Among the entries below, find the lines with "Invalid" and copy them.

Collected data
⁂
use axum::{
    extract::{Path, Query, State},
    routing::{get, post},
    Json, Router,
};
use rust_decimal::Decimal;
use serde::Serialize;
use utoipa::ToSchema;
use uuid::Uuid;

use crate::auth::CurrentUser;
use crate::entities::{cost_breakdown, order, shipment};
use crate::handlers::common::{paginated, PaginationParams};
use crate::services::costs::AddCostLineRequest;
use crate::services::orders::{
    CreateOrderRequest, OrderFilter, UpdateOrderRequest, UpdateOrderStatusRequest,
};
use crate::{ApiResponse, ApiResult, AppState, PaginatedResponse};

pub fn routes() -> Router<AppState> {
    Router::new()
        .route("/", post(create_order).get(list_orders))
        .route(
            "/:id",
            get(get_order).put(update_order).delete(delete_order),
        )
        .route("/:id/status", post(update_order_status))
        .route("/:id/shipments", get(list_order_shipments))
        .route("/:id/costs", get(list_order_costs).post(add_order_cost))
}

#[derive(Serialize, ToSchema)]
pub struct CostBreakdownSummary {
    #[schema(value_type = Vec<Object>)]
    pub lines: Vec<cost_breakdown::Model>,
    pub total: Decimal,
}

#[utoipa::path(
    post,
    path = "/api/v1/orders",
    request_body = CreateOrderRequest,
    responses(
        (status = 200, description = "Order created"),
        (status = 400, description = "Invalid order payload")
    ),
    security(("bearer_auth" = [])),
    tag = "orders"
)]
pub async fn create_order(
    State(state): State<AppState>,
    current_user: CurrentUser,
    Json(request): Json<CreateOrderRequest>,
) -> ApiResult<order::Model> {
    let order = state
        .services
        .orders
        .create_order(request, &current_user)
        .await?;
    Ok(Json(ApiResponse::success(order)))
}

#[utoipa::path(
    get,
    path = "/api/v1/orders",
    params(PaginationParams),
    responses((status = 200, description = "Paginated orders")),
    security(("bearer_auth" = [])),
    tag = "orders"
)]
pub async fn list_orders(
    State(state): State<AppState>,
    _current_user: CurrentUser,
    Query(pagination): Query<PaginationParams>,
    Query(filter): Query<OrderFilter>,
) -> ApiResult<PaginatedResponse<order::Model>> {
    let (orders, total) = state
        .services
        .orders
        .list_orders(filter, pagination.page(), pagination.per_page())
        .await?;
    Ok(Json(ApiResponse::success(paginated(
        orders,
        total,
        &pagination,
    ))))
}

#[utoipa::path(
    get,
    path = "/api/v1/orders/{id}",
    params(("id" = Uuid, Path, description = "Order id")),
    responses(
        (status = 200, description = "The order"),
        (status = 404, description = "Order not found")
    ),
    security(("bearer_auth" = [])),
    tag = "orders"
)]
pub async fn get_order(
    State(state): State<AppState>,
    _current_user: CurrentUser,
    Path(id): Path<Uuid>,
) -> ApiResult<order::Model> {
    let order = state.services.orders.get_order(id).await?;
    Ok(Json(ApiResponse::success(order)))
}

#[utoipa::path(
    put,
    path = "/api/v1/orders/{id}",
    params(("id" = Uuid, Path, description = "Order id")),
    request_body = UpdateOrderRequest,
    responses(
        (status = 200, description = "Order updated"),
        (status = 404, description = "Order not found")
    ),
    security(("bearer_auth" = [])),
    tag = "orders"
)]
pub async fn update_order(
    State(state): State<AppState>,
    _current_user: CurrentUser,
    Path(id): Path<Uuid>,
    Json(request): Json<UpdateOrderRequest>,
) -> ApiResult<order::Model> {
    let order = state.services.orders.update_order(id, request).await?;
    Ok(Json(ApiResponse::success(order)))
}

#[utoipa::path(
    delete,
    path = "/api/v1/orders/{id}",
    params(("id" = Uuid, Path, description = "Order id")),
    responses(
        (status = 200, description = "Order deleted"),
        (status = 404, description = "Order not found")
    ),
    security(("bearer_auth" = [])),
    tag = "orders"
)]
pub async fn delete_order(
    State(state): State<AppState>,
    _current_user: CurrentUser,
    Path(id): Path<Uuid>,
) -> ApiResult<()> {
    state.services.orders.delete_order(id).await?;
    Ok(Json(ApiResponse::success(())))
}

/// Status changes run through the transition rules; a rejected
/// transition comes back as 409.
#[utoipa::path(
    post,
    path = "/api/v1/orders/{id}/status",
    params(("id" = Uuid, Path, description = "Order id")),
    request_body = UpdateOrderStatusRequest,
    responses(
        (status = 200, description = "Status updated"),
        (status = 404, description = "Order not found"),
        (status = 409, description = "Transition not allowed")
    ),
    security(("bearer_auth" = [])),
    tag = "orders"
)]
pub async fn update_order_status(
    State(state): State<AppState>,
    current_user: CurrentUser,
    Path(id): Path<Uuid>,
    Json(request): Json<UpdateOrderStatusRequest>,
) -> ApiResult<order::Model> {
    let order = state
        .services
        .orders
        .update_status(id, &request.status, &current_user)
        .await?;
    Ok(Json(ApiResponse::success_with_message(
        order,
        "Status updated successfully".to_string(),
    )))
}

#[utoipa::path(
    get,
    path = "/api/v1/orders/{id}/shipments",
    params(("id" = Uuid, Path, description = "Order id")),
    responses(
        (status = 200, description = "Shipments for the order"),
        (status = 404, description = "Order not found")
    ),
    security(("bearer_auth" = [])),
    tag = "orders"
)]
pub async fn list_order_shipments(
    State(state): State<AppState>,
    _current_user: CurrentUser,
    Path(id): Path<Uuid>,
) -> ApiResult<Vec<shipment::Model>> {
    let shipments = state.services.orders.shipments_for_order(id).await?;
    Ok(Json(ApiResponse::success(shipments)))
}

#[utoipa::path(
    get,
    path = "/api/v1/orders/{id}/costs",
    params(("id" = Uuid, Path, description = "Order id")),
    responses(
        (status = 200, description = "Cost lines and their total", body = CostBreakdownSummary),
        (status = 404, description = "Order not found")
    ),
    security(("bearer_auth" = [])),
    tag = "orders"
)]
pub async fn list_order_costs(
    State(state): State<AppState>,
    _current_user: CurrentUser,
    Path(id): Path<Uuid>,
) -> ApiResult<CostBreakdownSummary> {
    let (lines, total) = state.services.costs.list_for_order(id).await?;
    Ok(Json(ApiResponse::success(CostBreakdownSummary {
        lines,
        total,
    })))
}

#[utoipa::path(
    post,
    path = "/api/v1/orders/{id}/costs",
    params(("id" = Uuid, Path, description = "Order id")),
    request_body = AddCostLineRequest,
    responses(
        (status = 200, description = "Cost line added"),
        (status = 400, description = "Invalid cost line"),
        (status = 404, description = "Order not found")
    ),
    security(("bearer_auth" = [])),
    tag = "orders"
)]
pub async fn add_order_cost(
    State(state): State<AppState>,
    _current_user: CurrentUser,
    Path(id): Path<Uuid>,
    Json(request): Json<AddCostLineRequest>,
) -> ApiResult<cost_breakdown::Model> {
    let line = state.services.costs.add_line(id, request).await?;
    Ok(Json(ApiResponse::success(line)))
}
⁂
→ **EXERCISE OUTPUT**:
        (status = 400, description = "Invalid order payload")
        (status = 400, description = "Invalid cost line"),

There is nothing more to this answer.